Purpose/Objective(s): Lipid metabolism reprogramming has drawn significant attention due to its pivotal role in tumor initiation, progression, and therapeutic resistance. Monoacylglycerol lipase (MGLL), a key enzyme in lipid metabolism, hydrolyzes monoacylglycerols to release free fatty acids (FAs). Additionally, mitochondrial FA ß-oxidation is a major source of cellular reactive oxygen species (ROS), which can induce lipid peroxidation and ultimately trigger ferroptosis. In this study, we aim to elucidate the essential role of MGLL in mediating the radiosensitivity of non-small cell lung cancer (NSCLC).

Materials/Methods: Metabolomics via UPLC-MS/MS revealed lipid metabolism changes of NSCLC cells after radiotherapy (RT). TMT quantitative proteomics identified MGLL as a key protein in NSCLC radioresistant cell lines. IHC analysis of NSCLC tissues showed differential MGLL expression and lipid content. MGLL knockout and overexpression cell lines were used to assess radiosensitivity via Flow Cytometry, Immunofluorescence (IF), comet and colony formation assays. Co-IP-MS identified MGLL-interacting proteins. RNA-Seq and GSEA highlighted ferroptosis-related pathways. Mitochondrial OCR was measured using the Oroboros O2K system.

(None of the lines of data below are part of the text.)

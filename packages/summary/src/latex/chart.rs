//! Bar charts drawn with pgfplots.

use super::document::Element;
use super::text::escape;

/// A vertical bar chart with one labelled bar per value.
///
/// Bars sit at integer x positions so labels never have to be valid
/// pgfplots symbolic coordinates; the labels are attached as tick labels.
pub fn bar_chart(bars: &[(String, u64)], xlabel: &str, ylabel: &str) -> Element {
    let ticks = (1..=bars.len())
        .map(|i| i.to_string())
        .collect::<Vec<_>>()
        .join(",");
    let labels = bars
        .iter()
        .map(|(label, _)| format!("{{{}}}", escape(label)))
        .collect::<Vec<_>>()
        .join(",");
    let coordinates = bars
        .iter()
        .enumerate()
        .map(|(i, (_, value))| format!("({},{value})", i + 1))
        .collect::<Vec<_>>()
        .join(" ");

    let axis = Element::Environment {
        name: "axis".to_string(),
        options: vec![
            "ybar".to_string(),
            r"width=1\textwidth".to_string(),
            format!("xlabel={{{}}}", escape(xlabel)),
            format!("ylabel={{{}}}", escape(ylabel)),
            format!("xtick={{{ticks}}}"),
            format!("xticklabels={{{labels}}}"),
            "x tick label style={rotate=45,anchor=east}".to_string(),
            "ymin=0".to_string(),
        ],
        arguments: Vec::new(),
        content: vec![Element::raw(format!(r"\addplot coordinates {{{coordinates}}};"))],
    };

    Element::Environment {
        name: "tikzpicture".to_string(),
        options: Vec::new(),
        arguments: Vec::new(),
        content: vec![axis],
    }
}

#[cfg(test)]
mod tests {
    use super::*;

    #[test]
    fn test_bar_chart_markup() {
        let bars = vec![("Rust".to_string(), 900), ("C#".to_string(), 40)];
        let Element::Environment { name, content, .. } = bar_chart(&bars, "Language", "Code in bytes")
        else {
            panic!("expected environment");
        };
        assert_eq!(name, "tikzpicture");

        let Some(Element::Environment { options, content, .. }) = content.first() else {
            panic!("expected axis");
        };
        assert!(options.contains(&"xtick={1,2}".to_string()));
        assert!(options.contains(&r"xticklabels={{Rust},{C\#}}".to_string()));
        assert!(options.contains(&"ylabel={Code in bytes}".to_string()));
        assert_eq!(
            content,
            &vec![Element::raw(r"\addplot coordinates {(1,900) (2,40)};")]
        );
    }
}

Results: The study demonstrated MGLL expression was downregulated in radioresistant cell lines compared to their parental counterparts. Clinical samples revealed that patients with higher MGLL expression exhibited better responses to RT. Functional experiments confirmed MGLL overexpression in NSCLC cells amplified the radiosensitivity. Moreover, by reintroducing either wild-type MGLL or enzyme-active-site mutant plasmids into MGLL knockout cells, we proved that the radiosensitizing effect of MGLL is dependent on its enzymatic activity. Additionally, treatment with 2-Arachidonoylglycerol (2-AG), a substrate of MGLL, sensitized the anti-tumor effects of RT. To identify the interacting networks of MGLL, we performed IP-MS and identified ATG9A as an interacting partner. Subsequent IF studies showed that MGLL altered ATG9A localization, promoting its accumulation on lipid droplets rather than small vesicles. Furthermore, ATG9A mobilizes FAs, hydrolyzing by MGLL, to the mitochondria, where it drives fatty acid ß-oxidation and oxidative phosphorylation. Ultimately, overexpression of MGLL in cells post- RT led to a significant increase in ROS and ferroptosis levels, which enhanced the radiosensitivity of NSCLC cells.

Conclusion: Our study elucidates the MGLL/ATG9A/ROS axis following RT. MGLL modulates the subcellular localization of ATG9A, facilitating the translocation of fatty acids to the mitochondria, thereby promoting ferroptosis in cells. Augmenting MGLL expression may represent a promising strategy to enhance radiosensitivity in clinical RT.